Prompt » Could you filter the records below and keep only the lines with the word "AcqRel"?

Material to process »
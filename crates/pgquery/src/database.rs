//! `tokio-postgres` implementation of [`Executor`].
//!
//! [`Database`] owns one [`tokio_postgres::Client`]. It runs raw parameterized
//! SQL, the keyed insert/update/delete primitives the query builder hands off
//! to, and un-nested `BEGIN`/`COMMIT`/`ROLLBACK` on that single connection.
//!
//! ```ignore
//! use pgquery::{Database, DatabaseConfig, record};
//!
//! let db = Database::connect(DatabaseConfig::from_env()?).await?;
//! let id = db.insert("users", &record([("username", "alice")])).await?;
//! let n = db.table("users")?.where_eq("id", id).count().await?;
//! ```

use crate::config::DatabaseConfig;
use crate::error::{DbError, DbResult};
use crate::executor::{Executor, Record};
use crate::ident::{Ident, IntoIdent};
use crate::logging::{SqlLogger, StatementKind};
use crate::qb::{self, QueryBuilder, as_refs};
use crate::value::Value;
use std::future::Future;
use std::sync::atomic::{AtomicBool, Ordering};
use tokio_postgres::{Client, NoTls, Row};

/// A single PostgreSQL connection plus execution settings.
pub struct Database {
    client: Client,
    config: DatabaseConfig,
    logger: SqlLogger,
    in_transaction: AtomicBool,
}

impl Database {
    /// Open one connection (no TLS) using `config.url`.
    ///
    /// The driver's connection task is spawned onto the current tokio runtime;
    /// if it ends with an error, that error is logged under `pgquery.conn`.
    pub async fn connect(config: DatabaseConfig) -> DbResult<Self> {
        if config.url.is_empty() {
            return Err(DbError::Connection("no connection URL configured".to_string()));
        }
        let (client, connection) = tokio_postgres::connect(&config.url, NoTls)
            .await
            .map_err(|e| DbError::Connection(e.to_string()))?;

        tokio::spawn(async move {
            if let Err(e) = connection.await {
                tracing::error!(target: "pgquery.conn", error = %e, "connection error");
            }
        });

        Ok(Self::new(client, config))
    }

    /// Wrap an already connected client.
    pub fn new(client: Client, config: DatabaseConfig) -> Self {
        let logger = SqlLogger::from_config(&config);
        Self {
            client,
            config,
            logger,
            in_transaction: AtomicBool::new(false),
        }
    }

    pub fn client(&self) -> &Client {
        &self.client
    }

    pub fn config(&self) -> &DatabaseConfig {
        &self.config
    }

    /// Start a query builder on `table`.
    pub fn table(&self, table: &str) -> DbResult<QueryBuilder<'_, Self>> {
        qb::table(self, table)
    }

    // ==================== Raw SQL ====================

    /// Run a statement and return the number of affected rows.
    pub async fn query(&self, sql: &str, bindings: &[Value]) -> DbResult<u64> {
        Executor::execute(self, sql, bindings).await
    }

    /// First row of the result, if any.
    pub async fn get_row(&self, sql: &str, bindings: &[Value]) -> DbResult<Option<Row>> {
        self.fetch_row(sql, bindings).await
    }

    /// All rows of the result.
    pub async fn get_results(&self, sql: &str, bindings: &[Value]) -> DbResult<Vec<Row>> {
        self.fetch_all(sql, bindings).await
    }

    /// First column of the first row, if any.
    pub async fn get_var(&self, sql: &str, bindings: &[Value]) -> DbResult<Option<Value>> {
        self.fetch_scalar(sql, bindings).await
    }

    // ==================== Keyed writes ====================

    /// Insert one row and return the value of the configured primary key.
    ///
    /// With [`DatabaseConfig::no_primary_key`] the row is inserted without
    /// `RETURNING` and the result is [`Value::Null`].
    pub async fn insert(&self, table: impl IntoIdent, data: &Record) -> DbResult<Value> {
        let table = table.into_ident()?;
        self.insert_row(&table, data, self.primary_key()).await
    }

    /// Insert one row and return the value of `column`.
    pub async fn insert_returning(
        &self,
        table: impl IntoIdent,
        data: &Record,
        column: impl IntoIdent,
    ) -> DbResult<Value> {
        let table = table.into_ident()?;
        let column = column.into_ident()?;
        self.insert_row(&table, data, Some(&column)).await
    }

    /// Update rows matching every `column = value` in `conditions`.
    pub async fn update(
        &self,
        table: impl IntoIdent,
        data: &Record,
        conditions: &Record,
    ) -> DbResult<u64> {
        let table = table.into_ident()?;
        self.update_rows(&table, data, conditions).await
    }

    /// Delete rows matching every `column = value` in `conditions`.
    pub async fn delete(&self, table: impl IntoIdent, conditions: &Record) -> DbResult<u64> {
        let table = table.into_ident()?;
        self.delete_rows(&table, conditions).await
    }

    // ==================== Transactions ====================

    /// Issue `BEGIN`. Fails if a transaction is already open.
    pub async fn begin_transaction(&self) -> DbResult<()> {
        if self
            .in_transaction
            .compare_exchange(false, true, Ordering::AcqRel, Ordering::Acquire)
            .is_err()
        {
            return Err(DbError::transaction(
                "a transaction is already open (nested transactions are not supported)",
            ));
        }
        if let Err(e) = self.control("BEGIN").await {
            self.in_transaction.store(false, Ordering::Release);
            return Err(e);
        }
        Ok(())
    }

    /// Issue `COMMIT`. Fails if no transaction is open.
    pub async fn commit(&self) -> DbResult<()> {
        self.finish("COMMIT").await
    }

    /// Issue `ROLLBACK`. Fails if no transaction is open.
    pub async fn rollback(&self) -> DbResult<()> {
        self.finish("ROLLBACK").await
    }

    /// Whether `begin_transaction` has been called without a matching commit/rollback.
    pub fn in_transaction(&self) -> bool {
        self.in_transaction.load(Ordering::Acquire)
    }

    // Cleared up front: a failed COMMIT or ROLLBACK still ends the server-side transaction.
    async fn finish(&self, statement: &'static str) -> DbResult<()> {
        if self
            .in_transaction
            .compare_exchange(true, false, Ordering::AcqRel, Ordering::Acquire)
            .is_err()
        {
            return Err(DbError::transaction(format!(
                "{statement} without an open transaction"
            )));
        }
        self.control(statement).await
    }

    async fn control(&self, statement: &'static str) -> DbResult<()> {
        tracing::debug!(target: "pgquery.tx", statement, "transaction control");
        self.run(self.client.batch_execute(statement)).await
    }

    // ==================== Internals ====================

    /// Await a driver call, classifying its error and applying the timeout.
    ///
    /// On timeout a server-side cancel is sent in the background.
    async fn run<T, F>(&self, future: F) -> DbResult<T>
    where
        F: Future<Output = Result<T, tokio_postgres::Error>> + Send,
    {
        let future = async { future.await.map_err(DbError::from_db_error) };
        match self.config.query_timeout {
            Some(timeout) => tokio::time::timeout(timeout, future).await.map_err(|_| {
                let cancel_token = self.client.cancel_token();
                tokio::spawn(async move {
                    if let Err(e) = cancel_token.cancel_query(NoTls).await {
                        tracing::warn!(target: "pgquery.conn", error = %e, "query cancel failed");
                    }
                });
                DbError::Timeout(timeout)
            })?,
            None => future.await,
        }
    }

    async fn query_rows(&self, kind: StatementKind, sql: &str, bindings: &[Value]) -> DbResult<Vec<Row>> {
        self.logger.log(kind, sql, bindings.len());
        let params = as_refs(bindings);
        self.run(self.client.query(sql, &params)).await
    }

    async fn execute_as(&self, kind: StatementKind, sql: &str, bindings: &[Value]) -> DbResult<u64> {
        self.logger.log(kind, sql, bindings.len());
        let params = as_refs(bindings);
        self.run(self.client.execute(sql, &params)).await
    }
}

fn first_value(row: &Row) -> DbResult<Option<Value>> {
    let Some(column) = row.columns().first() else {
        return Ok(None);
    };
    row.try_get::<_, Value>(0)
        .map(Some)
        .map_err(|e| DbError::decode(column.name(), e.to_string()))
}

impl Executor for Database {
    type Row = Row;

    async fn execute(&self, sql: &str, bindings: &[Value]) -> DbResult<u64> {
        self.execute_as(StatementKind::Execute, sql, bindings).await
    }

    async fn fetch_row(&self, sql: &str, bindings: &[Value]) -> DbResult<Option<Row>> {
        let rows = self.query_rows(StatementKind::FetchRow, sql, bindings).await?;
        Ok(rows.into_iter().next())
    }

    async fn fetch_all(&self, sql: &str, bindings: &[Value]) -> DbResult<Vec<Row>> {
        self.query_rows(StatementKind::FetchAll, sql, bindings).await
    }

    async fn fetch_scalar(&self, sql: &str, bindings: &[Value]) -> DbResult<Option<Value>> {
        let rows = self.query_rows(StatementKind::FetchScalar, sql, bindings).await?;
        match rows.first() {
            Some(row) => first_value(row),
            None => Ok(None),
        }
    }

    fn primary_key(&self) -> Option<&Ident> {
        self.config.primary_key.as_ref()
    }

    async fn insert_row(&self, table: &Ident, data: &Record, returning: Option<&Ident>) -> DbResult<Value> {
        let built = qb::render_insert(table, data, returning)?;
        if returning.is_none() {
            self.execute_as(StatementKind::Insert, &built.sql, &built.bindings).await?;
            return Ok(Value::Null);
        }
        let rows = self.query_rows(StatementKind::Insert, &built.sql, &built.bindings).await?;
        let row = rows
            .first()
            .ok_or_else(|| DbError::not_found(format!("INSERT INTO {table} returned no row")))?;
        Ok(first_value(row)?.unwrap_or(Value::Null))
    }

    async fn update_rows(&self, table: &Ident, data: &Record, conditions: &Record) -> DbResult<u64> {
        let built = qb::render_update(table, data, conditions)?;
        self.execute_as(StatementKind::Update, &built.sql, &built.bindings).await
    }

    async fn delete_rows(&self, table: &Ident, conditions: &Record) -> DbResult<u64> {
        let built = qb::render_delete(table, conditions)?;
        self.execute_as(StatementKind::Delete, &built.sql, &built.bindings).await
    }
}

Final answer »
            .compare_exchange(false, true, Ordering::AcqRel, Ordering::Acquire)
            .compare_exchange(true, false, Ordering::AcqRel, Ordering::Acquire)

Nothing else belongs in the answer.